Freud’s final assessment, made with atomic theory, as developed by then (1915), in mind, is remarkable in its optimistic view of the inner object as less hard to discern truly than the outside world, and he appears to have reconsidered this assessment later. The time, 1915, was of course a factor. By 1915, quantum theory, initiated by Max Planck in 1900 and then developed, with some major successes, by Einstein, Sommerfeld, Bohr, and others, was then entering a new crisis, of which Freud might have been aware. Nobody, moreover, anticipated that the resolution of this crisis with quantum mechanics in 1925, introduced by Werner Heisenberg and Erwin Schrödinger in 1925–26, will bring with it new epistemological complexities of the nonclassical type, because everyone, including Bohr before the rise of quantum mechanics, hoped for a classical-like resolution of these problems. On the other hand, it is understandable that Freud might have been more optimistic as concerns the unconscious at this relatively early point, although in its logical and textual movement the essay already exhibits more difficulties than Freud’s assessment here may suggest. These difficulties compelled Freud to interminably multiply the complexities of his analysis and led Derrida to his nonclassical view of the unconscious as an effect of the radical, unthinkable alterity of différance.

First of all, all evidence concerning these unconscious dynamics is irreducibly indirect, or as Derrida was to call it, irreducibly “oblique,” which, as Freud (rightly) argued, does not prevent the possibility of rigorous and indeed scientific investigation, which he undertook (Derrida 1995, 3–34). Derrida’s analysis is no less rigorous, but it is philosophical. Indirect evidence is often [End Page 67] used by science, for example, quantum physics, where indeed, in a nonclassical view, all evidence concerning quantum objects themselves is irreducibly indirect. Nobody has ever observed a moving electron or photon as such, but only traces (ultimately in Derrida’s sense) of their interactions with the measuring instrument involved, which, in effect, form writing in Derrida’s sense. Nonclassical epistemology may be described as the epistemology of irreducibly indirect evidence, in which this indirectness extended to the point of the impossibility of knowing or even conceiving of the ultimate dynamics behind the evidence and yet deriving this inconceivability from this evidence. I take the nonclassical view concerning the unconscious character of thinking, which ultimately places the ultimate nature of thinking beyond thinking. I should qualify that I am not arguing that our neurological theory must be seen as nonclassical as concerns its treatment of the neurological processes, in the way, say, quantum theory is, although this is possible. My argument instead suggests that a psychological or philosophical theory of thinking processes (assumed to be the effects of neurological processes, but not considered as, reductively, defined by the latter) may be nonclassical, even if the neurological theory of the material processes responsible for thinking is classical.

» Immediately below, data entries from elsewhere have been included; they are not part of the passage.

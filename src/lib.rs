//! DAS1800 SCPI client
//!
//! Drives a Sefram DAS1800 data-acquisition system over SCPI text lines on a
//! raw TCP socket (port 5025, or 23 for telnet framing).

pub mod client;
pub mod config;
pub mod error;
pub mod protocol;
pub mod sequence;
pub mod utils;

pub use crate::client::ScpiClient;
pub use crate::config::{AppConfig, ClientConfig, DemoConfig};
pub use crate::error::{ScpiError, ScpiResult};
//! Logging utilities
//!
//! Wire traffic is reported through `log`; this sends it to stdout.

use env_logger::{Builder, Env, Target};

/// Filter used when `RUST_LOG` is not set.
pub const DEFAULT_FILTER: &str = "info";

/// Setup logging for the client
pub fn setup_logging() {
    Builder::from_env(Env::default().default_filter_or(DEFAULT_FILTER))
        .target(Target::Stdout)
        .init();
}
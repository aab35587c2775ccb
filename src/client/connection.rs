//! Module `connection`
//!
//! The TCP stream to the instrument, split into a buffered read half for
//! reply lines and a write half for command lines.

use log::{debug, info};
use tokio::io::{AsyncBufReadExt, AsyncWriteExt, BufReader};
use tokio::net::TcpStream;
use tokio::net::tcp::{OwnedReadHalf, OwnedWriteHalf};
use tokio::time::{self, Duration};

use crate::error::{ScpiError, ScpiResult};
use crate::protocol::LINE_TERMINATOR;

/// Outcome of waiting for one reply line.
#[derive(Debug, PartialEq, Eq)]
pub enum LineRead {
    /// Bytes read up to and including the terminator, or whatever arrived
    /// before the timeout or end of stream cut the line short.
    Line(Vec<u8>),
    /// Nothing arrived before the timeout.
    TimedOut,
    /// The peer closed the stream without sending anything.
    Closed,
}

/// An established connection to `peer`.
pub struct Connection {
    peer: String,
    reader: BufReader<OwnedReadHalf>,
    writer: OwnedWriteHalf,
}

impl Connection {
    /// Opens a TCP connection to `addr`, giving up after `timeout`.
    pub async fn open(addr: &str, timeout: Duration) -> ScpiResult<Self> {
        debug!("Connecting to {} (timeout {:?})", addr, timeout);

        let stream = match time::timeout(timeout, TcpStream::connect(addr)).await {
            Ok(Ok(stream)) => stream,
            Ok(Err(source)) => {
                return Err(ScpiError::Connect {
                    addr: addr.to_string(),
                    source,
                });
            }
            Err(_) => {
                return Err(ScpiError::ConnectTimeout {
                    addr: addr.to_string(),
                    timeout,
                });
            }
        };

        stream.set_nodelay(true)?;

        info!("Connected to instrument at {}", addr);

        let (read_half, write_half) = stream.into_split();
        Ok(Self {
            peer: addr.to_string(),
            reader: BufReader::new(read_half),
            writer: write_half,
        })
    }

    pub fn peer(&self) -> &str {
        &self.peer
    }

    /// Writes a complete frame and flushes it.
    pub async fn write_frame(&mut self, frame: &[u8]) -> ScpiResult<()> {
        self.writer.write_all(frame).await?;
        self.writer.flush().await?;
        Ok(())
    }

    /// Reads until the line terminator, bounded by `timeout`.
    pub async fn read_line(&mut self, timeout: Duration) -> ScpiResult<LineRead> {
        let mut line = Vec::new();

        // read_until appends consumed bytes to `line` before yielding, so a
        // partial line survives the timeout cancelling the read.
        let read = time::timeout(timeout, self.reader.read_until(LINE_TERMINATOR, &mut line)).await;

        match read {
            Ok(Ok(0)) if line.is_empty() => Ok(LineRead::Closed),
            Ok(Ok(_)) => Ok(LineRead::Line(line)),
            Ok(Err(e)) => Err(ScpiError::Io(e)),
            Err(_) if line.is_empty() => Ok(LineRead::TimedOut),
            Err(_) => Ok(LineRead::Line(line)),
        }
    }

    /// Half-closes the write side so the instrument sees a clean FIN.
    pub async fn shutdown(mut self) {
        if let Err(e) = self.writer.shutdown().await {
            debug!("Shutdown of connection to {} failed: {}", self.peer, e);
        }
        info!("Connection to {} closed", self.peer);
    }
}
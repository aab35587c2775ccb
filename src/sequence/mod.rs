//! Command sequences
//!
//! A sequence is an ordered list of steps run against one instrument. The
//! DAS1800 demo reproduces the vendor's usual remote-control session.

pub mod runner;
pub mod steps;

pub use runner::{RunSummary, run};
pub use steps::{Step, das1800_demo};
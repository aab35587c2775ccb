//! SCPI line protocol
//!
//! Handles framing of command lines for the wire, display cleanup for logs,
//! and the query/write classification used by `execute`.

pub mod commands;
pub mod framing;

pub use commands::{CommandKind, classify};
pub use framing::{LINE_TERMINATOR, display_text, frame_command};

In my view, consciousness has more, and perhaps primarily, to do with the presence of phenomena, including of itself as a phenomenon (the phenomenon of self-consciousness), and far less to do with thinking, at least as logic, understanding, reason, and so forth. Far less, but not nothing altogether! This type of unconditional separation, without mutual interaction and inhibition, may not be possible, as Freud tells us. Viewed nonclassically or even sufficiently radically classically, as in Kant or Freud, the unconscious is not some exterior reservoir that is fully outside consciousness and that may or may not, in part or as a whole, become available to consciousness, although this type of traffic between both domains plays a role. Instead, the unconscious refers to or, which I will explain may be more accurate, contains within itself the nonclassical efficacious dynamics that continuously shape, [End Page 68] have effects upon, both the unconscious itself and consciousness, and the reciprocal and mutually inhibiting interactions between them. I might note in passing that these interactions are analogous to those between quantum objects and measuring instruments or the classical macro world (or what we perceive as such) in the nonclassical view of quantum theory. Some among these effects compel us to theorize such unconscious processes non-classically by placing the ultimate character of these dynamics beyond all knowledge and thought, just as certain experimental data compel us to place quantum objects and processes beyond the reach of thought.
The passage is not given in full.